I guess I had been previously self-medicating with the alcohol, so there was only a window of about 6 or 7 months where I was essentially “unmedicated” and actually feeling my own emotions. We know the end of the story, we know I didn’t know how to cope with them, but there was something kind of nice about that brief time when I lived my life as myself.

And it may seem late in the day to me here and now, but it’s good to be back. Actually, wherever you are in your life is always going to be viewed from the perspective of “the end so far”.

I sometimes wish I knew how long my life would be. But only if the answer is going to be “A Thousand Years”.

Okay, so I guess I wish I could be guaranteed a thousand years of life.

I hate these short human lifespans.

I digress.

So, anyway, I “came out” to another person about my alcohol free life. It was met with a positive response and that was cool. In the early days of letting people know, I felt kind of an immediate urge to share this blog with them as a kind of extended explanation of the whole thing. I don’t feel that any more.

I think I wanted to talk about it a lot more then. Now I guess I have “here” to talk about it if I really feel like it, but even here it’s not the main focus of my life. That’s one of the nice things about giving up alcohol completely. You get to stop thinking about it nearly completely.

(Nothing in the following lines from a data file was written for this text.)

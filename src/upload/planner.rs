//! Part planning
//!
//! Splits an object into contiguous byte ranges that satisfy the store's
//! multipart constraints. Pure and deterministic.

use super::part::PartDescriptor;
use super::UploadError;

/// Minimum part size (5MB) - S3 requirement for every part but the last
pub const MIN_PART_SIZE: u64 = 5 * 1024 * 1024;

/// Maximum parts allowed
pub const MAX_PARTS: usize = 10000;

/// Extra bytes added to the even split so rounding never yields one more part
pub const SAFETY_MARGIN: u64 = 1024;

/// Size of every part except the last
pub fn part_size(object_len: u64, max_parts: usize) -> u64 {
    let even = object_len.div_ceil(max_parts.max(1) as u64);
    std::cmp::max(MIN_PART_SIZE, even + SAFETY_MARGIN)
}

/// Compute the part plan for an object of `object_len` bytes
///
/// Parts are numbered from 1. The last part carries the remainder and may be
/// smaller than [`MIN_PART_SIZE`].
pub fn plan(object_len: u64, max_parts: usize) -> Result<Vec<PartDescriptor>, UploadError> {
    if object_len == 0 {
        return Err(UploadError::InvalidPlan("object is empty".into()));
    }
    if max_parts < 1 {
        return Err(UploadError::InvalidPlan(
            "max_parts must be at least 1".into(),
        ));
    }

    let size = part_size(object_len, max_parts);
    let count = object_len.div_ceil(size);
    if count > MAX_PARTS as u64 {
        return Err(UploadError::InvalidPlan(format!(
            "{} parts exceed the limit of {}",
            count, MAX_PARTS
        )));
    }

    let mut parts = Vec::with_capacity(count as usize);
    let mut offset = 0u64;
    let mut number = 0u32;

    while offset < object_len {
        number += 1;
        let length = std::cmp::min(size, object_len - offset);
        parts.push(PartDescriptor::new(number, offset, length));
        offset += length;
    }

    Ok(parts)
}
//! Configuration module for Presign Uploadr
//!
//! Handles loading and parsing of YAML configuration files with support for
//! environment variable expansion and per-field validation.

use serde::{Deserialize, Serialize};
use std::collections::BTreeMap;
use std::num::NonZeroUsize;
use std::path::Path;
use std::time::Duration;
use thiserror::Error;

mod loader;

pub use loader::ConfigLoader;

// ============================================================================
// Environment Variable Expansion
// ============================================================================

/// Expand environment variables in a string.
///
/// Supports two syntaxes:
/// - `${VAR_NAME}` - Simple expansion, keeps placeholder if var not found
/// - `${VAR_NAME:-default}` - Expansion with default value
///
/// Variable names must start with a letter or underscore and contain only
/// uppercase letters, digits, and underscores.
///
/// # Examples
///
/// ```ignore
/// std::env::set_var("MY_VAR", "value");
/// let result = expand_env_vars("prefix-${MY_VAR}-suffix");
/// assert_eq!(result, "prefix-value-suffix");
///
/// let result = expand_env_vars("${MISSING:-default}");
/// assert_eq!(result, "default");
/// ```
pub(crate) fn expand_env_vars(s: &str) -> String {
    lazy_static::lazy_static! {
        static ref ENV_VAR: regex_lite::Regex =
            regex_lite::Regex::new(r"\$\{([A-Z_][A-Z0-9_]*)(?::-([^}]+))?\}")
                .expect("env var pattern is valid");
    }

    let mut last_match = 0;
    let mut result = String::with_capacity(s.len());

    for cap in ENV_VAR.captures_iter(s) {
        let (Some(full_match), Some(var_name)) = (cap.get(0), cap.get(1)) else {
            continue;
        };

        result.push_str(&s[last_match..full_match.start()]);

        let value = match std::env::var(var_name.as_str()) {
            Ok(val) => val,
            Err(_) => match cap.get(2) {
                Some(default) => default.as_str().to_string(),
                // No env var and no default. Keep the original placeholder.
                None => full_match.as_str().to_string(),
            },
        };
        result.push_str(&value);

        last_match = full_match.end();
    }

    result.push_str(&s[last_match..]);

    result
}

// ============================================================================
// Validation Helpers
// ============================================================================

/// Validate that a URL starts with http:// or https://
fn is_valid_http_url(url: &str) -> bool {
    url.starts_with("http://") || url.starts_with("https://")
}

/// Configuration errors
#[derive(Error, Debug)]
pub enum ConfigError {
    #[error("Failed to read config file: {0}")]
    IoError(#[from] std::io::Error),

    #[error("Failed to parse config: {0}")]
    ParseError(#[from] serde_yaml::Error),

    #[error("Missing required configuration field: {0}")]
    MissingField(&'static str),

    #[error("Invalid configuration: {0}")]
    ValidationError(String),
}

/// Main configuration structure
#[derive(Debug, Clone, Serialize, Deserialize)]
pub struct Config {
    pub signer: SignerConfig,
    #[serde(default)]
    pub upload: UploadConfig,
    #[serde(default)]
    pub transport: TransportConfig,
    #[serde(default)]
    pub logging: LoggingConfig,
}

impl Config {
    /// Load configuration from a file
    pub fn load<P: AsRef<Path>>(path: P) -> Result<Self, ConfigError> {
        ConfigLoader::load(path)
    }

    /// Validate the configuration
    ///
    /// Every problem is reported against the field that caused it, so a
    /// missing signer endpoint and a zero part count produce different errors.
    pub fn validate(&self) -> Result<(), ConfigError> {
        if self.signer.endpoint.trim().is_empty() {
            return Err(ConfigError::MissingField("signer.endpoint"));
        }
        if !is_valid_http_url(&self.signer.endpoint) {
            return Err(ConfigError::ValidationError(format!(
                "signer.endpoint must start with http:// or https://, got: {}",
                self.signer.endpoint
            )));
        }
        if self.signer.timeout_seconds == 0 {
            return Err(ConfigError::ValidationError(
                "signer.timeout_seconds must be greater than 0".into(),
            ));
        }

        if self.upload.max_parts == 0 {
            return Err(ConfigError::ValidationError(
                "upload.max_parts must be at least 1".into(),
            ));
        }
        if self.upload.max_parts > crate::upload::planner::MAX_PARTS {
            return Err(ConfigError::ValidationError(format!(
                "upload.max_parts must not exceed {}",
                crate::upload::planner::MAX_PARTS
            )));
        }
        if self.upload.acl.trim().is_empty() {
            return Err(ConfigError::MissingField("upload.acl"));
        }
        if self.upload.abort_timeout_seconds == 0 {
            return Err(ConfigError::ValidationError(
                "upload.abort_timeout_seconds must be greater than 0".into(),
            ));
        }
        if let Some(0) = self.upload.concurrent_parts {
            return Err(ConfigError::ValidationError(
                "upload.concurrent_parts must be at least 1 when set".into(),
            ));
        }
        for name in self.upload.headers.keys() {
            if name.trim().is_empty() {
                return Err(ConfigError::ValidationError(
                    "upload.headers contains an empty header name".into(),
                ));
            }
        }

        if self.transport.chunk_size == 0 {
            return Err(ConfigError::ValidationError(
                "transport.chunk_size must be greater than 0".into(),
            ));
        }

        match self.logging.format.as_str() {
            "pretty" | "json" => {}
            other => {
                return Err(ConfigError::ValidationError(format!(
                    "Invalid logging.format '{}': must be 'pretty' or 'json'",
                    other
                )))
            }
        }

        Ok(())
    }
}

/// Signing endpoint configuration
#[derive(Debug, Clone, Serialize, Deserialize)]
pub struct SignerConfig {
    /// Absolute URL of the signing route (e.g. `http://localhost:4000/sign`)
    #[serde(default)]
    pub endpoint: String,
    /// Lifetime requested for each signed URL, forwarded as `expires`
    #[serde(default)]
    pub expires_seconds: Option<u64>,
    #[serde(default = "default_signer_timeout")]
    pub timeout_seconds: u64,
}

impl SignerConfig {
    pub fn timeout(&self) -> Duration {
        Duration::from_secs(self.timeout_seconds)
    }

    pub fn expires(&self) -> Option<Duration> {
        self.expires_seconds.map(Duration::from_secs)
    }
}

fn default_signer_timeout() -> u64 {
    30
}

/// How per-part progress is folded into the session's progress
#[derive(Debug, Clone, Copy, Default, PartialEq, Eq, Serialize, Deserialize)]
#[serde(rename_all = "lowercase")]
pub enum ProgressAggregation {
    /// Unweighted mean of every part's percent
    #[default]
    Mean,
    /// Mean weighted by each part's byte length
    Weighted,
}

/// Upload configuration
#[derive(Debug, Clone, Serialize, Deserialize)]
pub struct UploadConfig {
    #[serde(default = "default_multipart_threshold")]
    pub multipart_threshold: u64,
    #[serde(default = "default_max_parts")]
    pub max_parts: usize,
    /// Upper bound on parts in flight at once; unbounded when absent
    #[serde(default)]
    pub concurrent_parts: Option<usize>,
    #[serde(default = "default_acl")]
    pub acl: String,
    #[serde(default)]
    pub part_retries: u32,
    #[serde(default = "default_retry_backoff_ms")]
    pub retry_backoff_ms: u64,
    /// Upper bound on the remote abort issued after failure or cancellation
    #[serde(default = "default_abort_timeout_seconds")]
    pub abort_timeout_seconds: u64,
    #[serde(default)]
    pub progress: ProgressAggregation,
    #[serde(default)]
    pub headers: BTreeMap<String, String>,
}

impl UploadConfig {
    pub fn concurrency_limit(&self) -> Option<NonZeroUsize> {
        self.concurrent_parts.and_then(NonZeroUsize::new)
    }

    pub fn retry_backoff(&self) -> Duration {
        Duration::from_millis(self.retry_backoff_ms)
    }

    pub fn abort_timeout(&self) -> Duration {
        Duration::from_secs(self.abort_timeout_seconds)
    }
}

impl Default for UploadConfig {
    fn default() -> Self {
        Self {
            multipart_threshold: default_multipart_threshold(),
            max_parts: default_max_parts(),
            concurrent_parts: None,
            acl: default_acl(),
            part_retries: 0,
            retry_backoff_ms: default_retry_backoff_ms(),
            abort_timeout_seconds: default_abort_timeout_seconds(),
            progress: ProgressAggregation::default(),
            headers: BTreeMap::new(),
        }
    }
}

fn default_multipart_threshold() -> u64 {
    20971520 // 20MB
}

fn default_max_parts() -> usize {
    4
}

fn default_acl() -> String {
    "public-read".to_string()
}

fn default_retry_backoff_ms() -> u64 {
    200
}

fn default_abort_timeout_seconds() -> u64 {
    10
}

/// Store transport configuration
#[derive(Debug, Clone, Serialize, Deserialize)]
pub struct TransportConfig {
    /// Whole-request timeout; none by default since parts can be large
    #[serde(default)]
    pub timeout_seconds: Option<u64>,
    /// Body chunk size used for progress reporting
    #[serde(default = "default_chunk_size")]
    pub chunk_size: usize,
}

impl TransportConfig {
    pub fn timeout(&self) -> Option<Duration> {
        self.timeout_seconds.map(Duration::from_secs)
    }
}

impl Default for TransportConfig {
    fn default() -> Self {
        Self {
            timeout_seconds: None,
            chunk_size: default_chunk_size(),
        }
    }
}

fn default_chunk_size() -> usize {
    65536 // 64KB
}

/// Logging configuration
///
/// `RUST_LOG` takes precedence over `level` when set.
#[derive(Debug, Clone, Serialize, Deserialize)]
pub struct LoggingConfig {
    #[serde(default = "default_log_level")]
    pub level: String,
    #[serde(default = "default_log_format")]
    pub format: String,
}

impl Default for LoggingConfig {
    fn default() -> Self {
        Self {
            level: default_log_level(),
            format: default_log_format(),
        }
    }
}

fn default_log_level() -> String {
    "info".to_string()
}

fn default_log_format() -> String {
    "pretty".to_string()
}
//! Direct upload
//!
//! Sends objects at or below the multipart threshold with a single signed PUT.
//!
//! # Example
//!
//! ```no_run
//! use presign_uploadr::upload::put_object::DirectPut;
//! use presign_uploadr::upload::UploadContext;
//! use tokio_util::sync::CancellationToken;
//!
//! # async fn example(ctx: UploadContext) -> Result<(), Box<dyn std::error::Error>> {
//! let put = DirectPut::new(ctx, CancellationToken::new());
//! let result = put.run().await?;
//! println!("Uploaded with ETag: {:?}", result.etag);
//! # Ok(())
//! # }
//! ```

use super::{ProgressSample, UploadContext, UploadError, UploadResult};
use crate::metrics;
use crate::signer::SignRequest;
use crate::transport::{ProgressCallback, TransportRequest};
use std::sync::Arc;
use std::time::Instant;
use tokio_util::sync::CancellationToken;

/// Single-request upload
pub struct DirectPut {
    ctx: UploadContext,
    cancel: CancellationToken,
}

impl DirectPut {
    /// Create a new direct upload; `cancel` aborts the request in flight
    pub fn new(ctx: UploadContext, cancel: CancellationToken) -> Self {
        Self { ctx, cancel }
    }

    /// Upload the object and emit the terminal event
    #[tracing::instrument(
        name = "upload.put_object",
        skip(self),
        fields(
            object.name = %self.ctx.job.name,
            http.content_type = %self.ctx.job.content_type,
            upload.bytes = self.ctx.job.object_len(),
            s3.etag = tracing::field::Empty,
            http.status_code = tracing::field::Empty
        )
    )]
    pub async fn run(&self) -> Result<UploadResult, UploadError> {
        let start_time = Instant::now();
        let result = tokio::select! {
            biased;
            _ = self.cancel.cancelled() => Err(UploadError::Aborted),
            result = self.put() => result,
        };

        let duration = start_time.elapsed();
        metrics::record_upload_duration("put_object", duration.as_secs_f64());

        match &result {
            Ok(upload) => {
                metrics::record_upload_success("put_object", upload.bytes_written);

                let span = tracing::Span::current();
                if let Some(etag) = &upload.etag {
                    span.record("s3.etag", etag.as_str());
                }

                tracing::info!(
                    etag = ?upload.etag,
                    bytes_written = upload.bytes_written,
                    duration_ms = duration.as_millis() as u64,
                    "PutObject upload completed"
                );
            }
            Err(UploadError::Aborted) => {
                metrics::record_upload_failure("put_object");
                tracing::info!("PutObject upload aborted");
            }
            Err(e) => {
                metrics::record_upload_failure("put_object");
                metrics::record_error(e.kind());
                tracing::error!(
                    error = %e,
                    duration_ms = duration.as_millis() as u64,
                    "PutObject upload failed"
                );
            }
        }

        self.ctx.events.finish(&result);
        result
    }

    async fn put(&self) -> Result<UploadResult, UploadError> {
        let job = &self.ctx.job;
        let total = job.object_len();

        let request = job.sign_request(SignRequest::put_object(&job.name, &job.content_type));
        let url = self.ctx.signer.sign(&request).await?;

        let body = job.object.slice(0, total).await?;
        let mut request = TransportRequest::put(url, body)
            .header("x-amz-acl", job.acl.as_str())
            .header("Content-Type", job.content_type.as_str());
        for (name, value) in &job.headers {
            request = request.header(name.as_str(), value.as_str());
        }

        let progress: ProgressCallback = {
            let events = self.ctx.events.clone();
            Arc::new(move |sample: ProgressSample| {
                events.progress(sample.loaded, sample.total, sample.percent());
            })
        };

        let response = self
            .ctx
            .transport
            .send(request, Some(progress), self.cancel.clone())
            .await?;

        tracing::Span::current().record("http.status_code", response.status);

        if !response.is_success() {
            return Err(UploadError::Store {
                status: response.status,
                body: response.body,
            });
        }

        Ok(UploadResult {
            etag: response.etag().map(str::to_string),
            version_id: response.header("x-amz-version-id").map(str::to_string),
            bytes_written: total,
            parts_count: 1,
            upload_id: None,
        })
    }
}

When you’re “regulating” yourself, essentially going on an “alcohol-diet”, then you can’t help but constantly think of the damned stuff. “Will I have a drink tonight? How much will I allow myself? Have I ‘earned‘ a ‘blow-out’?” and all sorts of other types of – in hindsight – pretty disordered thoughts about an inanimate substance.

So, today’s post has been kind of self-congratulatory, hasn’t it? Tomorrow marks exactly 5 months since I stopped. That’s kind of a thing, isn’t it? I’ve stopped counting the exact number of days, but months are easy to keep in mind; all I have to do is notice when the 10th rolls around. 5 months is not really all that long all the same. If I had a five month old baby, I’d categorise myself as a new parent. If I was a five month old, I’d definitely be barely alive.

But at least it’s been five months of my very own life.

And that’s not to discount the years before. I own those too in all their chequered ways. I own them with responsibility and I own them with memory. But I don’t own every single part of them with feeling.

And I feel now. And I own every single one – even the boring ones.

PS: Wow! That was the first Inpsirobot image I generated. Is he listening in?